Question

Let V=R. For u,v∈V and α∈R define vector addition by u⊕v=u+v−1 and scalar multiplication by α⊙u=αu−α+1. Verify that V with the operations ⊕ and ⊙ is a vector space. Hint: you need to identify the zero vector

0
​
and the additive inverse ⊖u of u and verify that the eight conditions hold. For example associativity of scalar multiplication holds since for α,β∈R and v∈V we have
α⊙(β⊙u)
​

=α⊙(βu−β+1)
=α(βu−β+1)−α+1
=αβu−αβ+1
=(αβ)⊙u
​

Answer 1

To verify that V with the operations ⊕ and ⊙ is a vector space, we need to show that it satisfies the eight conditions of a vector space. The conditions include existence of a zero vector, existence of an additive inverse, commutativity and associativity of vector addition, distributivity of scalar multiplication, compatibility of scalar multiplication with field multiplication, and identity element of scalar multiplication. By showing that all eight conditions are satisfied, we can conclude that V with the operations ⊕ and ⊙ is a vector space.

Step-by-step explanation:

To verify that V with the operations ⊕ and ⊙ is a vector space, we need to show that it satisfies the eight conditions of a vector space.
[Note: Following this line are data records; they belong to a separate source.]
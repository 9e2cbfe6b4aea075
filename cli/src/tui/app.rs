use std::cell::RefCell;
use std::rc::Rc;

use ratatui::widgets::TableState;
use taskpad_core::{parse_input, FileSnapshotRepository, Task, TaskStore};
use uuid::Uuid;

pub enum InputMode {
    Normal,
    Adding,
    Editing,
}

pub struct App {
    pub store: TaskStore<FileSnapshotRepository>,
    // Render cache, kept current by a store subscription so every committed
    // mutation is visible on the next draw.
    pub tasks: Rc<RefCell<Vec<Task>>>,
    pub state: TableState,
    pub input: String,
    pub input_mode: InputMode,
    pub cursor_position: usize,
}

impl App {
    pub fn new() -> App {
        let repository =
            FileSnapshotRepository::new(None).expect("Failed to initialize repository");
        let mut store = TaskStore::new(repository);

        let tasks = Rc::new(RefCell::new(store.snapshot().tasks.clone()));
        let cache = Rc::clone(&tasks);
        store.subscribe(move |collection| {
            *cache.borrow_mut() = collection.tasks.clone();
        });

        let mut state = TableState::default();
        if !tasks.borrow().is_empty() {
            state.select(Some(0));
        }
        App {
            store,
            tasks,
            state,
            input: String::new(),
            input_mode: InputMode::Normal,
            cursor_position: 0,
        }
    }

    fn task_count(&self) -> usize {
        self.tasks.borrow().len()
    }

    // Clone out of the cache; holding the borrow across a store call would
    // collide with the subscription refreshing it.
    fn selected_task(&self) -> Option<Task> {
        self.state
            .selected()
            .and_then(|i| self.tasks.borrow().get(i).cloned())
    }

    pub fn next(&mut self) {
        let len = self.task_count();
        if len == 0 {
            return;
        }

        let i = match self.state.selected() {
            Some(i) => {
                if i >= len - 1 {
                    0
                } else {
                    i + 1
                }
            }
            None => 0,
        };
        self.state.select(Some(i));
    }

    pub fn previous(&mut self) {
        let len = self.task_count();
        if len == 0 {
            return;
        }

        let i = match self.state.selected() {
            Some(i) => {
                if i == 0 {
                    len - 1
                } else {
                    i - 1
                }
            }
            None => 0,
        };
        self.state.select(Some(i));
    }

    pub fn toggle_selected(&mut self) {
        if let Some(task) = self.selected_task() {
            self.store.toggle_task_complete(&task.id);
        }
    }

    pub fn delete_selected(&mut self) {
        if let Some(i) = self.state.selected() {
            if let Some(task) = self.selected_task() {
                self.store.delete_task(&task.id);
            }

            // Reseat the selection after the cache shrinks.
            let len = self.task_count();
            if len == 0 {
                self.state.select(None);
            } else if i >= len {
                self.state.select(Some(len - 1));
            } else {
                self.state.select(Some(i));
            }
        }
    }

    pub fn enter_add_mode(&mut self) {
        self.input_mode = InputMode::Adding;
        self.input.clear();
        self.cursor_position = 0;
    }

    pub fn enter_edit_mode(&mut self) {
        if let Some(task) = self.selected_task() {
            self.input_mode = InputMode::Editing;
            // Prefill with the current values so editing starts from them.
            self.input = if task.description.is_empty() {
                task.title
            } else {
                format!("{} :: {}", task.title, task.description)
            };
            self.cursor_position = self.input.chars().count();
        }
    }

    pub fn exit_input_mode(&mut self) {
        self.input_mode = InputMode::Normal;
    }

    pub fn input_char(&mut self, c: char) {
        let byte_index = self
            .input
            .chars()
            .take(self.cursor_position)
            .map(|c| c.len_utf8())
            .sum();
        self.input.insert(byte_index, c);
        self.cursor_position += 1;
    }

    pub fn delete_char(&mut self) {
        if self.cursor_position > 0 {
            let byte_index: usize = self
                .input
                .chars()
                .take(self.cursor_position - 1)
                .map(|c| c.len_utf8())
                .sum();
            self.input.remove(byte_index);
            self.cursor_position -= 1;
        }
    }

    pub fn move_cursor_left(&mut self) {
        if self.cursor_position > 0 {
            self.cursor_position -= 1;
        }
    }

    pub fn move_cursor_right(&mut self) {
        if self.cursor_position < self.input.chars().count() {
            self.cursor_position += 1;
        }
    }

    pub fn submit_command(&mut self) {
        if self.input.trim().is_empty() {
            self.exit_input_mode();
            return;
        }

        match self.input_mode {
            InputMode::Adding => self.submit_add(),
            InputMode::Editing => self.submit_edit(),
            InputMode::Normal => {}
        }

        self.input.clear();
        self.cursor_position = 0;
        self.exit_input_mode();
    }

    fn submit_add(&mut self) {
        let parsed = parse_input(&self.input);
        if parsed.title.is_empty() {
            return;
        }

        let task = Task::new(
            Uuid::new_v4().to_string(),
            parsed.title,
            parsed.description.unwrap_or_default(),
        );
        self.store.add_task(task);

        // New tasks land at the end of the list; follow them.
        self.state.select(Some(self.task_count() - 1));
    }

    fn submit_edit(&mut self) {
        if let Some(mut task) = self.selected_task() {
            let parsed = parse_input(&self.input);
            if !parsed.title.is_empty() {
                task.title = parsed.title;
            }
            if let Some(description) = parsed.description {
                task.description = description;
            }
            self.store.update_task(task);
        }
    }
}
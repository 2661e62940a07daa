//! Analysis orchestrator
//!
//! `ContextAnalyzer` is the engine's single public entry point: set the
//! business context once, stream data points in, then call
//! `analyze_with_context` to get one immutable `ContextualAnalysis` back.

use crate::config::AnalyzerConfig;
use crate::context::BusinessContext;
use crate::errors::{AnalysisError, AnalysisResult};
use crate::history::{group_by_metric, DataPoint, MetricHistoryStore, TimeRange};
use crate::insights::{generate_insights, Impact, Insight, Severity};
use crate::kpi::{calculate_kpis, KpiBlock};
use crate::patterns::detect_patterns;
use crate::recommendations::{
    identify_opportunities, identify_risk_factors, synthesize, Recommendations,
};
use parking_lot::RwLock;
use serde::{Deserialize, Serialize};
use tracing::{debug, info};

/// The engine's sole output: ranked insights, a narrative summary, the KPI
/// block, tiered recommendations, and risk/opportunity summaries.
#[derive(Debug, Clone, Serialize, Deserialize)]
#[serde(rename_all = "camelCase")]
pub struct ContextualAnalysis {
    pub insights: Vec<Insight>,
    pub summary: String,
    pub kpis: KpiBlock,
    pub recommendations: Recommendations,
    pub risk_factors: Vec<String>,
    pub opportunities: Vec<String>,
}

/// Contextual business analytics engine.
///
/// Holds the process-wide mutable state (active context + rolling metric
/// history) behind read/write locks: appends and context swaps serialize
/// against each other, while analyses run under read locks and never observe
/// a partially sorted history.
#[derive(Debug)]
pub struct ContextAnalyzer {
    config: AnalyzerConfig,
    context: RwLock<Option<BusinessContext>>,
    history: MetricHistoryStore,
}

impl ContextAnalyzer {
    pub fn new(config: AnalyzerConfig) -> Self {
        let history = MetricHistoryStore::new(config.retention_days);
        Self {
            config,
            context: RwLock::new(None),
            history,
        }
    }

    /// Replace the active business context wholesale.
    pub fn set_business_context(&self, context: BusinessContext) {
        info!(venue = %context.venue.name, "business context configured");
        *self.context.write() = Some(context);
    }

    /// Append a batch of data points to the rolling history. Returns the
    /// number of points accepted after validation.
    pub fn add_data_points(&self, points: Vec<DataPoint>) -> usize {
        self.history.append(points)
    }

    /// Number of points currently retained in the history.
    pub fn history_len(&self) -> usize {
        self.history.len()
    }

    /// Run the full analysis pipeline over the filtered history.
    ///
    /// The `query` string is part of the public contract but does not alter
    /// the computation today; it is recorded in the debug log only.
    pub fn analyze_with_context(
        &self,
        query: &str,
        metrics: &[String],
        time_range: Option<TimeRange>,
    ) -> AnalysisResult<ContextualAnalysis> {
        let context = {
            let guard = self.context.read();
            guard.as_ref().cloned().ok_or(AnalysisError::ContextMissing)?
        };

        debug!(query, metrics = ?metrics, "starting contextual analysis");

        let relevant = self.history.query(metrics, time_range.as_ref());
        let grouped = group_by_metric(relevant);

        let patterns = detect_patterns(&grouped);
        let insights = generate_insights(&grouped, &patterns, &context, self.config.max_insights);
        let kpis = calculate_kpis(&grouped, &context);
        let recommendations = synthesize(
            &insights,
            &kpis,
            &context,
            self.config.max_recommendations,
        );
        let risk_factors =
            identify_risk_factors(&insights, &context, self.config.max_risk_factors);
        let opportunities =
            identify_opportunities(&insights, &context, self.config.max_opportunities);
        let summary = build_summary(&insights, &kpis, &context);

        info!(
            insights = insights.len(),
            performance = kpis.performance.as_str(),
            trend = kpis.trend.as_str(),
            "analysis complete"
        );

        Ok(ContextualAnalysis {
            insights,
            summary,
            kpis,
            recommendations,
            risk_factors,
            opportunities,
        })
    }
}

impl Default for ContextAnalyzer {
    fn default() -> Self {
        Self::new(AnalyzerConfig::default())
    }
}

/// One-paragraph narrative: venue, KPI tier and direction, critical and
/// positive insight counts, then the predicted outcome, in that fixed order.
fn build_summary(insights: &[Insight], kpis: &KpiBlock, context: &BusinessContext) -> String {
    let critical_count = insights
        .iter()
        .filter(|i| i.severity == Severity::Critical)
        .count();
    let positive_count = insights
        .iter()
        .filter(|i| i.impact == Impact::Positive)
        .count();

    let mut summary = format!(
        "Analysis for {}: Performance {} with {} trend. ",
        context.venue.name,
        kpis.performance.as_str(),
        kpis.trend.as_str()
    );

    if critical_count > 0 {
        summary.push_str(&format!("{critical_count} critical points identified. "));
    }

    if positive_count > 0 {
        summary.push_str(&format!(
            "{positive_count} improvement opportunities detected. "
        ));
    }

    summary.push_str(&kpis.predicted_outcome);
    summary
}
//! Command-line interface for running analyses against JSON inputs

use anyhow::{Context, Result};
use chrono::{Duration, Utc};
use clap::{Parser, Subcommand};
use std::fs;
use std::path::PathBuf;
use tracing::info;

use crate::analyzer::ContextAnalyzer;
use crate::config::AnalyzerConfig;
use crate::context::BusinessContext;
use crate::history::DataPoint;

#[derive(Parser)]
#[command(name = "venuepulse")]
#[command(about = "Contextual business analytics for hospitality venues")]
pub struct Cli {
    /// Enable verbose logging
    #[arg(short, long)]
    pub verbose: bool,

    #[command(subcommand)]
    pub command: Commands,
}

#[derive(Subcommand)]
pub enum Commands {
    /// Analyze a metric history against a business context
    Analyze {
        /// Path to a BusinessContext JSON file
        #[arg(long)]
        context: PathBuf,
        /// Path to a JSON array of data points
        #[arg(long)]
        data: PathBuf,
        /// Free-text query describing what to look at
        #[arg(long, default_value = "")]
        query: String,
        /// Restrict the analysis to these metrics (default: all)
        #[arg(long)]
        metrics: Vec<String>,
    },
    /// Run the pipeline over generated sample data
    Demo,
}

pub fn run(cli: Cli) -> Result<()> {
    let config = AnalyzerConfig::load()?;
    let analyzer = ContextAnalyzer::new(config);

    match cli.command {
        Commands::Analyze {
            context,
            data,
            query,
            metrics,
        } => {
            let context: BusinessContext = read_json(&context)?;
            let points: Vec<DataPoint> = read_json(&data)?;

            analyzer.set_business_context(context);
            let accepted = analyzer.add_data_points(points);
            info!(accepted, "data points loaded");

            let analysis = analyzer.analyze_with_context(&query, &metrics, None)?;
            println!("{}", serde_json::to_string_pretty(&analysis)?);
        }
        Commands::Demo => {
            analyzer.set_business_context(demo_context());
            analyzer.add_data_points(demo_points());

            let analysis = analyzer.analyze_with_context("demo", &[], None)?;
            println!("{}", serde_json::to_string_pretty(&analysis)?);
        }
    }

    Ok(())
}

fn read_json<T: serde::de::DeserializeOwned>(path: &PathBuf) -> Result<T> {
    let raw = fs::read_to_string(path)
        .with_context(|| format!("failed to read {}", path.display()))?;
    serde_json::from_str(&raw).with_context(|| format!("failed to parse {}", path.display()))
}

fn demo_context() -> BusinessContext {
    use crate::context::{
        CurrentPeriod, HistoricalBaseline, PeakHours, Season, VenueCategory, VenueProfile,
    };
    use std::collections::HashMap;

    let today = Utc::now().date_naive();
    BusinessContext {
        venue: VenueProfile {
            id: "demo-venue".to_string(),
            name: "Demo Taproom".to_string(),
            category: VenueCategory::Bar,
            location: "Lisbon".to_string(),
            capacity: 140,
            opening_days: vec![
                "thursday".to_string(),
                "friday".to_string(),
                "saturday".to_string(),
            ],
            peak_hours: PeakHours {
                start: "19:00".to_string(),
                end: "01:00".to_string(),
            },
        },
        current_period: CurrentPeriod {
            date: today,
            day_of_week: today.format("%A").to_string().to_lowercase(),
            is_weekend: true,
            is_holiday: false,
            season: Season::Summer,
            is_event_day: false,
        },
        historical_baseline: HistoricalBaseline {
            average_daily_sales: 3200.0,
            average_customer_count: 130.0,
            average_ticket: 24.0,
            seasonality_factors: HashMap::new(),
            event_impact_factors: HashMap::new(),
        },
    }
}

/// Thirty days of sales and customer counts with a ramp in the final week.
fn demo_points() -> Vec<DataPoint> {
    let now = Utc::now();
    let mut points = Vec::new();

    for day in 0..30 {
        let age = 29 - day;
        let ramp = if day >= 23 { 1.6 } else { 1.0 };
        points.push(DataPoint {
            timestamp: now - Duration::days(age),
            metric: "sales".to_string(),
            value: 3000.0 * ramp,
            category: "revenue".to_string(),
            metadata: None,
        });
        points.push(DataPoint {
            timestamp: now - Duration::days(age),
            metric: "customers".to_string(),
            value: 120.0 * ramp,
            category: "traffic".to_string(),
            metadata: None,
        });
    }

    points
}
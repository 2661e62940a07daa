use thiserror::Error;

/// Error types for the analytics engine
#[derive(Error, Debug)]
pub enum AnalysisError {
    #[error("business context has not been configured")]
    ContextMissing,
}

/// Result type for analysis operations
pub type AnalysisResult<T> = Result<T, AnalysisError>;
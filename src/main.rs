use anyhow::Result;
use clap::Parser;
use tracing::info;
use tracing_subscriber::{layer::SubscriberExt, util::SubscriberInitExt};

use venuepulse::cli::{self, Cli};

fn main() -> Result<()> {
    // Initialize tracing with structured JSON logging
    let env_filter = tracing_subscriber::EnvFilter::try_from_default_env()
        .unwrap_or_else(|_| tracing_subscriber::EnvFilter::new("info"));

    let fmt_layer = tracing_subscriber::fmt::layer()
        .with_target(true)
        .json();

    tracing_subscriber::registry()
        .with(env_filter)
        .with(fmt_layer)
        .init();

    info!(version = env!("CARGO_PKG_VERSION"), "VenuePulse starting up");

    let cli = Cli::parse();
    if cli.verbose {
        info!("Verbose mode enabled");
    }

    cli::run(cli)?;

    info!("VenuePulse completed successfully");
    Ok(())
}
1. Existence of a zero vector: For any v∈V, we have v ⊕ 0 = v + 0 - 1 = v - 1 + 1 - 1 = v. So, 0 is the zero vector.
2. Existence of an additive inverse: For any v∈V, we have v ⊕ ⊖v = v + ⊖v - 1 = v - v - 1 = -1, which is a scalar multiple of the zero vector.
3. Commutativity of vector addition: For any u,v∈V, we have u ⊕ v = u + v - 1 and v ⊕ u = v + u - 1. Since addition of real numbers is commutative, u + v = v + u, and therefore u ⊕ v = v ⊕ u.
4. Associativity of vector addition: For any u,v,w∈V, we have (u ⊕ v) ⊕ w = (u + v - 1) ⊕ w = (u + v - 1) + w - 1 = u + (v + w) - 2 = u ⊕ (v ⊕ w).
5. Distributivity of scalar multiplication with respect to vector addition: For any α∈R and u,v∈V, we have α ⊙ (u ⊕ v) = α ⊙ (u + v - 1) = α(u + v - 1) - α + 1 = αu + αv - α - α + 1 = (α ⊙ u) ⊕ (α ⊙ v).
6. Distributivity of scalar multiplication with respect to scalar addition: For any α,β∈R and u∈V, we have (α + β) ⊙ u = (α + β)u - (α + β) + 1 = αu - α + 1 + βu - β + 1 = (α ⊙ u) ⊕ (β ⊙ u).
7. Compatibility of scalar multiplication with field multiplication: For any α,β∈R and u∈V, we have (αβ) ⊙ u = (αβ)u - αβ + 1 = α(βu - β + 1) - α + 1 = α ⊙ (β ⊙ u).
8. Identity element of scalar multiplication: For any u∈V, we have 1 ⊙ u = 1u - 1 + 1 = u - 1 + 1 = u.

Since all eight conditions hold, we can conclude that V with the operations ⊕ and ⊙ is a vector space.